How to use time well

I'm re-reading a favourite book and this passage feels so relevant for our era of rush and grind and burnout.

"The evolution of how we've thought about time is covered in fascinating detail in Celeste Headlee's 2020 book, 'Do Nothing: How to Break Away from Overworking, Overdoing, and Underliving'. . .

"Prior to the Industrial Age, most people worked to complete specific tasks: bring in the harvest, put up the barn, stitch a quilt" writes Headlee. When these tasks were complete, so was the day's work . . .

But the Industrial Revolution and advent of factory jobs caused a huge shift in the way paid laborers were compensated - which is to say, earnings began to be determined not by their accomplishments but by the time they spent 'at work'. It was the difference, in other words, between a cobbler being paid to repair a shoe (a project that has a defined endpoint and a clear way to measure success) and a factory worker being compensated by the hour for performing tasks that theoretically could be repeated indefinitely. The latter creates financial incentives for people to keep working for as long as they can bear it, in order to earn more money . . .

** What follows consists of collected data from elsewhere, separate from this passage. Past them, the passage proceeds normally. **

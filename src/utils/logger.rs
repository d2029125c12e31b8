//! Logging setup
//!
//! `RUST_LOG` wins when set; otherwise the configured level applies to this
//! crate's targets only.

use tracing::Level;
use tracing_subscriber::EnvFilter;

/// Log level configuration
#[derive(Clone, Copy, Debug, PartialEq, Eq)]
pub enum LogLevel {
    Trace,
    Debug,
    Info,
    Warn,
    Error,
}

impl LogLevel {
    pub fn to_tracing_level(self) -> Level {
        match self {
            LogLevel::Trace => Level::TRACE,
            LogLevel::Debug => Level::DEBUG,
            LogLevel::Info => Level::INFO,
            LogLevel::Warn => Level::WARN,
            LogLevel::Error => Level::ERROR,
        }
    }

    pub fn parse(s: &str) -> Option<Self> {
        match s.to_lowercase().as_str() {
            "trace" => Some(LogLevel::Trace),
            "debug" => Some(LogLevel::Debug),
            "info" => Some(LogLevel::Info),
            "warn" | "warning" => Some(LogLevel::Warn),
            "error" => Some(LogLevel::Error),
            _ => None,
        }
    }
}

/// Filter directive for `level`; `verbose` forces debug
fn directive(level: &str, verbose: bool) -> String {
    let level = if verbose {
        LogLevel::Debug
    } else {
        LogLevel::parse(level).unwrap_or(LogLevel::Info)
    };
    let level = level.to_tracing_level().as_str().to_lowercase();
    format!("shardrun={level},audit={level}")
}

/// Initialize the global subscriber once per process
pub fn init_logger(level: &str, verbose: bool) {
    let filter = match std::env::var("RUST_LOG") {
        Ok(directives) if !directives.is_empty() && !verbose => EnvFilter::new(directives),
        _ => EnvFilter::new(directive(level, verbose)),
    };

    tracing_subscriber::fmt()
        .with_env_filter(filter)
        .with_target(false)
        .compact()
        .init();
}

#[cfg(test)]
mod tests {
    use super::*;

    #[test]
    fn test_log_level_parse() {
        assert_eq!(LogLevel::parse("info"), Some(LogLevel::Info));
        assert_eq!(LogLevel::parse("DEBUG"), Some(LogLevel::Debug));
        assert_eq!(LogLevel::parse("unknown"), None);
    }

    #[test]
    fn test_directive() {
        assert_eq!(directive("warn", false), "shardrun=warn,audit=warn");
        assert_eq!(directive("warn", true), "shardrun=debug,audit=debug");
        assert_eq!(directive("loud", false), "shardrun=info,audit=info");
    }
}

"The transformation this idea caused in the world at large cannot be overstated" writes Headlee. "When time is money, idle hours are a waste of money. This is the philosophical underpinning of all our modern stress: that time is too valuable to waste."

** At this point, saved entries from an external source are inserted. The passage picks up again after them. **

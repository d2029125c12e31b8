//! Shard job execution
//!
//! Runs one shard inside its workspace: clone, configure, install, test,
//! collect and upload artifacts, report. Everything before the test outcome
//! is known is an infrastructure failure; a failing test is an outcome.

use std::path::{Path, PathBuf};
use std::sync::Arc;
use thiserror::Error;
use tokio::process::Command;
use tracing::{debug, error, info, warn};

use super::artifacts;
use super::env::JobEnv;
use super::repo::{GitFetcher, RepoFetcher};
use super::run_config::RunConfig;
use super::test_runner::{classify, runner_args, TestRunner};
use super::workspace::{REPO_DIR, STAGING_DIR};
use crate::http::Coordinator;
use crate::models::{ResultsReport, RunArtifact, ShardStatus, TestCounts};
use crate::storage::ArtifactStore;
use crate::utils::StepTimings;

/// Exit code of `run-shard` once the outcome is reported
pub const EXIT_REPORTED: i32 = 0;

/// Exit code of `run-shard` after an infrastructure failure it reported itself
pub const EXIT_INFRA: i32 = 3;

/// Printed by `run-shard` on stdout, followed by the shard status
pub const OUTCOME_MARKER: &str = "shardrun-outcome=";

/// Runner output saved in the repository so it is archived with the logs
const RUNNER_LOG: &str = "shardrun-runner.log";

/// Infrastructure failures of a shard job
#[derive(Error, Debug)]
pub enum JobError {
    #[error("Invalid job environment: {0}")]
    Environment(String),

    #[error("Workspace error: {0}")]
    Workspace(String),

    #[error("Clone failed: {0}")]
    Clone(String),

    #[error("Invalid run configuration: {0}")]
    RunConfig(String),

    #[error("Install step `{command}` failed: {message}")]
    Install { command: String, message: String },

    #[error("Test runner failed: {0}")]
    Runner(String),
}

impl JobError {
    /// Step the failure happened in
    pub fn step(&self) -> &'static str {
        match self {
            JobError::Environment(_) | JobError::Workspace(_) => "setup",
            JobError::Clone(_) => "clone",
            JobError::RunConfig(_) => "configure",
            JobError::Install { .. } => "install",
            JobError::Runner(_) => "test",
        }
    }
}

/// Terminal outcome of a shard whose tests ran
#[derive(Clone, Debug, PartialEq)]
pub struct ShardOutcome {
    pub status: ShardStatus,
    pub counts: TestCounts,
    pub artifacts: Vec<RunArtifact>,
}

/// Last `max` bytes of `text`, cut at a character boundary
pub(crate) fn tail(text: &str, max: usize) -> &str {
    if text.len() <= max {
        return text;
    }
    let mut start = text.len() - max;
    while !text.is_char_boundary(start) {
        start += 1;
    }
    &text[start..]
}

pub struct ShardJobRunner {
    env: JobEnv,
    workspace: PathBuf,
    coordinator: Arc<dyn Coordinator>,
    artifacts: Arc<dyn ArtifactStore>,
    fetcher: Arc<dyn RepoFetcher>,
    runner: TestRunner,
}

impl ShardJobRunner {
    pub fn new(
        env: JobEnv,
        workspace: impl Into<PathBuf>,
        coordinator: Arc<dyn Coordinator>,
        artifacts: Arc<dyn ArtifactStore>,
    ) -> Self {
        Self {
            env,
            workspace: workspace.into(),
            coordinator,
            artifacts,
            fetcher: Arc::new(GitFetcher::default()),
            runner: TestRunner::from_command("pytest"),
        }
    }

    pub fn with_fetcher(mut self, fetcher: Arc<dyn RepoFetcher>) -> Self {
        self.fetcher = fetcher;
        self
    }

    pub fn with_runner(mut self, runner: TestRunner) -> Self {
        self.runner = runner;
        self
    }

    fn repo_dir(&self) -> PathBuf {
        self.workspace.join(REPO_DIR)
    }

    /// Execute the job and report its outcome.
    ///
    /// An infrastructure failure is reported as `infra_failed` before it is
    /// returned. Reporting itself is best effort.
    pub async fn run(&self) -> Result<ShardOutcome, JobError> {
        let job = self.env.job;
        info!("Starting {}", job);
        self.report(ResultsReport::status(&job, ShardStatus::Running)).await;

        let mut timings = StepTimings::start();
        let (status, counts) = match self.prepare_and_test(&mut timings).await {
            Ok(outcome) => outcome,
            Err(e) => {
                error!("{} failed during {}: {}", job, e.step(), e);
                let report = ResultsReport::status(&job, ShardStatus::InfraFailed)
                    .with_detail(e.to_string());
                self.report(report).await;
                return Err(e);
            }
        };

        let repo = self.repo_dir();
        let staging = self.workspace.join(STAGING_DIR);
        let collected =
            match tokio::task::spawn_blocking(move || artifacts::collect(&repo, &staging)).await {
                Ok(collected) => collected,
                Err(e) => {
                    warn!("Artifact collection aborted: {}", e);
                    Vec::new()
                }
            };
        timings.finish("collect");
        let uploaded = artifacts::upload(self.artifacts.as_ref(), &job, &collected).await;
        timings.finish("upload");

        self.report(
            ResultsReport::status(&job, status)
                .with_counts(counts)
                .with_artifacts(uploaded.clone()),
        )
        .await;

        debug!("Step timings for {}: {}", job, timings);
        if let Some((step, took)) = timings.slowest() {
            debug!("Slowest step of {} was {} ({}ms)", job, step, took.as_millis());
        }
        info!(
            "{} {}: {} passed, {} failed, {} skipped, {} artifacts",
            job,
            status,
            counts.passed,
            counts.failed,
            counts.skipped,
            uploaded.len()
        );
        Ok(ShardOutcome {
            status,
            counts,
            artifacts: uploaded,
        })
    }

    async fn prepare_and_test(
        &self,
        timings: &mut StepTimings,
    ) -> Result<(ShardStatus, TestCounts), JobError> {
        let repo = self.repo_dir();

        self.fetcher.fetch(&self.env.repo, &repo).await?;
        timings.finish("clone");

        let config = RunConfig::load(&repo)?;
        let vars = config.environment_vars(&self.env.environment);
        timings.finish("configure");

        for command in config.install_commands(&repo) {
            install(&command, &repo, &vars).await?;
        }
        timings.finish("install");

        let args = runner_args(&self.env.selection(), &config, &repo);
        let output = self.runner.run(&args, &repo, &vars).await?;
        if let Err(e) = tokio::fs::write(repo.join(RUNNER_LOG), &output.log).await {
            warn!("Failed to save runner output: {}", e);
        }
        timings.finish("test");

        if output.exit_code != 0 {
            debug!("Runner output tail:\n{}", tail(&output.log, 2000));
        }
        classify(output.exit_code, output.counts)
    }

    async fn report(&self, report: ResultsReport) {
        let job = self.env.job;
        if let Err(e) = self.coordinator.report(job.run_id, &report).await {
            warn!("Failed to report {} for {}: {}", report.status, job, e);
        }
    }
}

async fn install(command: &str, repo: &Path, vars: &[(String, String)]) -> Result<(), JobError> {
    info!("Installing: {}", command);
    let output = Command::new("sh")
        .arg("-c")
        .arg(command)
        .current_dir(repo)
        .envs(vars.iter().map(|(k, v)| (k.as_str(), v.as_str())))
        .output()
        .await
        .map_err(|e| JobError::Install {
            command: command.to_string(),
            message: e.to_string(),
        })?;

    if output.status.success() {
        return Ok(());
    }
    let stderr = String::from_utf8_lossy(&output.stderr);
    Err(JobError::Install {
        command: command.to_string(),
        message: format!(
            "exited with {}: {}",
            output.status.code().unwrap_or(-1),
            tail(stderr.trim(), 500)
        ),
    })
}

(From The Power of Fun: How to Feel Alive Again by science writer, Catherine Price).

Powerful stuff hey.

And it gets me thinking -

  • Time IS valuable, not because it's money but cos we're all going to die (memento mori). So what's the most valuable thing to spend that time on? How can we live in alignment with what matters to us, not just blindly adopt the values of late-stage capitalism?

  • In Deep Work, Cal Newport talks about a similar idea to that above - of focusing on and finishing substantive work projects, rather than wasting time on 'network tools' like email or social media. And way back in the day, Karl Marx talked about the alienation of labour, and how becoming a cog in a machine (eg the guy that puts the laces on the shoes, over and over) is far less rewarding than being a cobbler that makes a whole shoe and sells it to the customer, end to end. Maybe we need to bring that deep joy and connection to work, back in.

  • Productivity hacks treat the symptom, not the underlying cause. Oliver Burkeman explains this so well in '4000 weeks: Time and how to use it'. To wildly paraphrase: your to-do list will never be done. So put some stuff on there, at the very top, that makes you feel alive. Then go do it.